PROBLEM DESCRIPTION
Each line of the data that includes the string "routes" is to be copied out.

SOURCE MATERIAL
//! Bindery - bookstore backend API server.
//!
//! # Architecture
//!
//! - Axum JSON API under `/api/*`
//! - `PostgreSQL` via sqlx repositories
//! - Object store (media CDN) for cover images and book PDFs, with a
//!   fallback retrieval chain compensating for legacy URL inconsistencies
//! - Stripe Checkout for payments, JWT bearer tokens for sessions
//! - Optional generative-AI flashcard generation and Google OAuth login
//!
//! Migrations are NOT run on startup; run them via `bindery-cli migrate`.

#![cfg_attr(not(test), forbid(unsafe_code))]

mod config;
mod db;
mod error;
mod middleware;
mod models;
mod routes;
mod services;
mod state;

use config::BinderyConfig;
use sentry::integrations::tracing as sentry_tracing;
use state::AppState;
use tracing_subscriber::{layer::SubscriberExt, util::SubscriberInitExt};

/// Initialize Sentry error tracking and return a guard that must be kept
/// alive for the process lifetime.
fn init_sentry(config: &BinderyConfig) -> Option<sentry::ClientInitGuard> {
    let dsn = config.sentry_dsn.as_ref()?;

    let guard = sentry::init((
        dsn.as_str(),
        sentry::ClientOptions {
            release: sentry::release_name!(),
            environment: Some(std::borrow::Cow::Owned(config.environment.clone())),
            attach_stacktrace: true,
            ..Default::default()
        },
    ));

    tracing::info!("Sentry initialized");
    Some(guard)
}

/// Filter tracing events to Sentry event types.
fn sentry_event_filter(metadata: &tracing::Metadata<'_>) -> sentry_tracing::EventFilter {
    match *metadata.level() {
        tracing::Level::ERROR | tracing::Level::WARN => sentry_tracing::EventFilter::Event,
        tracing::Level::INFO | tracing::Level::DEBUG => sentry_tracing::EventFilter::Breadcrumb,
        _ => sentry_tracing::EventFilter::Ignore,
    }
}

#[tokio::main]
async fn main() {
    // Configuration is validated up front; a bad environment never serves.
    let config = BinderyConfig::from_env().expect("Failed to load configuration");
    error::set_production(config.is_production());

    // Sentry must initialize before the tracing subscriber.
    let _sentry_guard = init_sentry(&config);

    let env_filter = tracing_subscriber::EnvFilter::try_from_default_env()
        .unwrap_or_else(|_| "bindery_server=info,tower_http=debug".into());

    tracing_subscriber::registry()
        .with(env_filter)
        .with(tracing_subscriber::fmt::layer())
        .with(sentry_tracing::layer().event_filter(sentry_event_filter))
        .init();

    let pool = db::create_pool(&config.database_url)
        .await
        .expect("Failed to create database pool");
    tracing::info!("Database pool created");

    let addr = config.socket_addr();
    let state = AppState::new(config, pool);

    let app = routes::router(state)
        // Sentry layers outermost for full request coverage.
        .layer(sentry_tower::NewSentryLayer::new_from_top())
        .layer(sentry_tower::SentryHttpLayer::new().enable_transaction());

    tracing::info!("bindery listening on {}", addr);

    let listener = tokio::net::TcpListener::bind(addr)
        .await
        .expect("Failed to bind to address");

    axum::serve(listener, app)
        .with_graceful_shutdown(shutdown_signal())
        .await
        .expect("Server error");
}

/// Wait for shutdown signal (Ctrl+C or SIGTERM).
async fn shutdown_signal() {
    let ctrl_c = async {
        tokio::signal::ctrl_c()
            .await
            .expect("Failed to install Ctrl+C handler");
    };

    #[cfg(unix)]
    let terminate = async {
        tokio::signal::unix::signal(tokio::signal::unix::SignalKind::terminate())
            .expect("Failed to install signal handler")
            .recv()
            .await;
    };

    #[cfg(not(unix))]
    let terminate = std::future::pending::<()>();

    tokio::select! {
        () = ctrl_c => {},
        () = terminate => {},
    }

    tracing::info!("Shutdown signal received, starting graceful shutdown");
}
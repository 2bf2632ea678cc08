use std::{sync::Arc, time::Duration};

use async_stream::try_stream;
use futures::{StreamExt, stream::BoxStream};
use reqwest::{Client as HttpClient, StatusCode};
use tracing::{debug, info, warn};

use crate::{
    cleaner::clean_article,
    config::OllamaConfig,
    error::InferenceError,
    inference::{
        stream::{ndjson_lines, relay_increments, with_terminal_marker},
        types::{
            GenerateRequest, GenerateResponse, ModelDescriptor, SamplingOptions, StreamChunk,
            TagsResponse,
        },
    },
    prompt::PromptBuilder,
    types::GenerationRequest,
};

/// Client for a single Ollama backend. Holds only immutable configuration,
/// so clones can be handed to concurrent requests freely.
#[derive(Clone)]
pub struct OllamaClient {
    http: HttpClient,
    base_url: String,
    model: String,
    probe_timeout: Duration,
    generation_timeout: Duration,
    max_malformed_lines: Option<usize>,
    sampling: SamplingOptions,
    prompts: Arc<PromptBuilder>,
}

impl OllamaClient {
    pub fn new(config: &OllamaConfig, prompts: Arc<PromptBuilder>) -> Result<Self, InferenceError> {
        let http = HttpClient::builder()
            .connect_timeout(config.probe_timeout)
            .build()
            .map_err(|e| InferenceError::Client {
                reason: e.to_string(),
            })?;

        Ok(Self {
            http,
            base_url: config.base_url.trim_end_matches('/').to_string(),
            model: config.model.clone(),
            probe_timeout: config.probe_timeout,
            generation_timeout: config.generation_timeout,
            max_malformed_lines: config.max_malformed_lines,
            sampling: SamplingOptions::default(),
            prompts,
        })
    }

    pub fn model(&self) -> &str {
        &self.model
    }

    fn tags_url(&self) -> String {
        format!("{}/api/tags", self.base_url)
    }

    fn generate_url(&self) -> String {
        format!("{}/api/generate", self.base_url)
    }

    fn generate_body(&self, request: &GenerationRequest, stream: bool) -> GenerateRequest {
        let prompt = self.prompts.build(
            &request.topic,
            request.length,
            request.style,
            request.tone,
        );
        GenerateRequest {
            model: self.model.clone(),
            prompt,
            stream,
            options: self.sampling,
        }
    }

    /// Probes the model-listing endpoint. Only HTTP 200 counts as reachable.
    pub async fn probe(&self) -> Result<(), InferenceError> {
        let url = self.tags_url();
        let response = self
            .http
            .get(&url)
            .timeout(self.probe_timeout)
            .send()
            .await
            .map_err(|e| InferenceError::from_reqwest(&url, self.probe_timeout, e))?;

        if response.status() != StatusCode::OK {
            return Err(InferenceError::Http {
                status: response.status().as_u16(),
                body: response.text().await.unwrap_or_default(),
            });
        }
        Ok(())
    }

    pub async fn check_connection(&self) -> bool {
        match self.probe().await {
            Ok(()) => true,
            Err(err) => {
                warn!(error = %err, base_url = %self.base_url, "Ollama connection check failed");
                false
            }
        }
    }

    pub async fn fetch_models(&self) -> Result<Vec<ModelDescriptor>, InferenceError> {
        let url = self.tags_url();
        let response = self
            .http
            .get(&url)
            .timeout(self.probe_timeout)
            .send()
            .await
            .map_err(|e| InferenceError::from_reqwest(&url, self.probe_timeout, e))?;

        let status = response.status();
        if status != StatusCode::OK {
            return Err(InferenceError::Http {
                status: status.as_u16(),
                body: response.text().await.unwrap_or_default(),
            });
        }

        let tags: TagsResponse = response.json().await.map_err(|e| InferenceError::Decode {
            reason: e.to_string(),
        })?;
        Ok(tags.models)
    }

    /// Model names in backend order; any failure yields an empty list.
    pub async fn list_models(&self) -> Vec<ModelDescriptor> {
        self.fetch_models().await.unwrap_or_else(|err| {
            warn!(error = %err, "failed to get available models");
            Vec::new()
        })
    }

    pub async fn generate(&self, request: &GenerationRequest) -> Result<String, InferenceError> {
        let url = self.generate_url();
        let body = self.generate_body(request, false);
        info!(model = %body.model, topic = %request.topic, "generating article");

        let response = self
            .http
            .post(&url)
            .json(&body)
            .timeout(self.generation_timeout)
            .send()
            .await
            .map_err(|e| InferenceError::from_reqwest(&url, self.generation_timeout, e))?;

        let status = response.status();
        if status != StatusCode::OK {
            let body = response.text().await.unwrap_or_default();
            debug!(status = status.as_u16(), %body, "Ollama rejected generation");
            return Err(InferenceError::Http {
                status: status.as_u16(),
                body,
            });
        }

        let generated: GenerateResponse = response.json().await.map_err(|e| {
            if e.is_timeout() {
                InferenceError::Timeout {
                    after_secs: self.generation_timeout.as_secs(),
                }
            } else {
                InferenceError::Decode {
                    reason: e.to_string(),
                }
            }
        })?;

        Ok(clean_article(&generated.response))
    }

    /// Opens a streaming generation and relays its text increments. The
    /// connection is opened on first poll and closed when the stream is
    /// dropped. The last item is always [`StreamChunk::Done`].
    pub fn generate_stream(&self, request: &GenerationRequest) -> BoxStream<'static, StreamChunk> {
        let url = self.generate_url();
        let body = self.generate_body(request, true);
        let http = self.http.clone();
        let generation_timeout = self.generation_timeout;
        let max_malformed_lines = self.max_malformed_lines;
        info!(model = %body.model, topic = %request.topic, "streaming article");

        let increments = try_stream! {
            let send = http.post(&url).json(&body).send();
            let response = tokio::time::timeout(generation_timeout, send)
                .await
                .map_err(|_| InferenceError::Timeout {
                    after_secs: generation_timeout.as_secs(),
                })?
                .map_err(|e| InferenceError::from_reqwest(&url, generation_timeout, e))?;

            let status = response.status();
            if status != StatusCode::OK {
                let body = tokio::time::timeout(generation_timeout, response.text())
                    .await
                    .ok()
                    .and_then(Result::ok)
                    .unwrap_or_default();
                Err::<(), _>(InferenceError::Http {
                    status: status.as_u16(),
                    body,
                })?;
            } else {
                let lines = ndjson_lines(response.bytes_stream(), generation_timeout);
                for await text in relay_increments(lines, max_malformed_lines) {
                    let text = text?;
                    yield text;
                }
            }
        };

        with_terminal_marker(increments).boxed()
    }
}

==

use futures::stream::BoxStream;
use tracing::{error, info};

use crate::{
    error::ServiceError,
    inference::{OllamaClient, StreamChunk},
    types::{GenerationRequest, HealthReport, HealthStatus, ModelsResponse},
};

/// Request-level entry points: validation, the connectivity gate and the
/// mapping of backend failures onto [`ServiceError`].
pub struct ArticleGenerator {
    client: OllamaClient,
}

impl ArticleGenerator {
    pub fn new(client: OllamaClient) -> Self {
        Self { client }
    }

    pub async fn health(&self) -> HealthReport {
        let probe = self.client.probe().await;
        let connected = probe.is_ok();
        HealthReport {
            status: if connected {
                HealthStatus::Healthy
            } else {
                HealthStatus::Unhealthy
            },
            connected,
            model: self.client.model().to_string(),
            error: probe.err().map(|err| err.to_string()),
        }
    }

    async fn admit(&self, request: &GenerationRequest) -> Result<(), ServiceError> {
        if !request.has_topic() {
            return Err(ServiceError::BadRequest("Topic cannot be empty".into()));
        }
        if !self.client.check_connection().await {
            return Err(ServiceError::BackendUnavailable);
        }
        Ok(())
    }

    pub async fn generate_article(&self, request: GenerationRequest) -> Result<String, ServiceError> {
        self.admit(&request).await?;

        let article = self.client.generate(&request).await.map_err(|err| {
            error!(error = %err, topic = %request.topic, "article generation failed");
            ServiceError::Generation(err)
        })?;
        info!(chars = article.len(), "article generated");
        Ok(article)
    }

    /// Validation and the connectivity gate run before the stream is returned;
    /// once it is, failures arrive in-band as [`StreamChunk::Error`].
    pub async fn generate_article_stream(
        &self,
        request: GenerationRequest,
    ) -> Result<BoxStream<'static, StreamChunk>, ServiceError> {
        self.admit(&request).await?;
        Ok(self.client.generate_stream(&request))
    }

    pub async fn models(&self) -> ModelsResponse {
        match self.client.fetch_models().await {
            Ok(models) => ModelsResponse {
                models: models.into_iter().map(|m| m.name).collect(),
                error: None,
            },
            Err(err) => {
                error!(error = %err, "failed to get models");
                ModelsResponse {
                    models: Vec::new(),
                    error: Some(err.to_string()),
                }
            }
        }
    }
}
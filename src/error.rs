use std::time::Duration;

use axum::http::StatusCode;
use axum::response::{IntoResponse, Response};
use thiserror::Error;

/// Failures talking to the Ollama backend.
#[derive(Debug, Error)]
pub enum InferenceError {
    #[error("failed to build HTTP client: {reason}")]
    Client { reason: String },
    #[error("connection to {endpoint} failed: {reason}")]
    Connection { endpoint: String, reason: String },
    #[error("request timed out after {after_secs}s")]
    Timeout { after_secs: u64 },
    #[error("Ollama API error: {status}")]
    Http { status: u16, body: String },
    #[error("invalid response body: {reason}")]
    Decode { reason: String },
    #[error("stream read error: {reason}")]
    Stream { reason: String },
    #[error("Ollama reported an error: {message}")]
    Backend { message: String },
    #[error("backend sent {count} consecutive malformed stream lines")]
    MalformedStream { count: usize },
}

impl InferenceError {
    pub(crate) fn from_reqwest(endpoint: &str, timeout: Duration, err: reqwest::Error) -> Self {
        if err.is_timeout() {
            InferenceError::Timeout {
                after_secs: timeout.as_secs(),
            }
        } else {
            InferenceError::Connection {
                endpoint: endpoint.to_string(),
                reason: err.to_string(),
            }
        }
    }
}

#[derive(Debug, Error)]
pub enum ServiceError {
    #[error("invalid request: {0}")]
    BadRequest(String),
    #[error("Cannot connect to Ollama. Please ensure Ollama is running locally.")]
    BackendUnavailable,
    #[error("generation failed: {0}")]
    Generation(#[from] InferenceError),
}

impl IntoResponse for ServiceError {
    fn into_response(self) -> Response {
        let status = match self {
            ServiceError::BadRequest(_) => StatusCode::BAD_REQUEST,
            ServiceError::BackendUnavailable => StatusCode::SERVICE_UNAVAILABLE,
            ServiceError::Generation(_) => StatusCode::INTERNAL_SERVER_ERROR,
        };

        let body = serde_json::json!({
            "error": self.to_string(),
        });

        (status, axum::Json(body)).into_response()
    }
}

SOLVED PROBLEM
mod routes;
    let app = routes::router(state)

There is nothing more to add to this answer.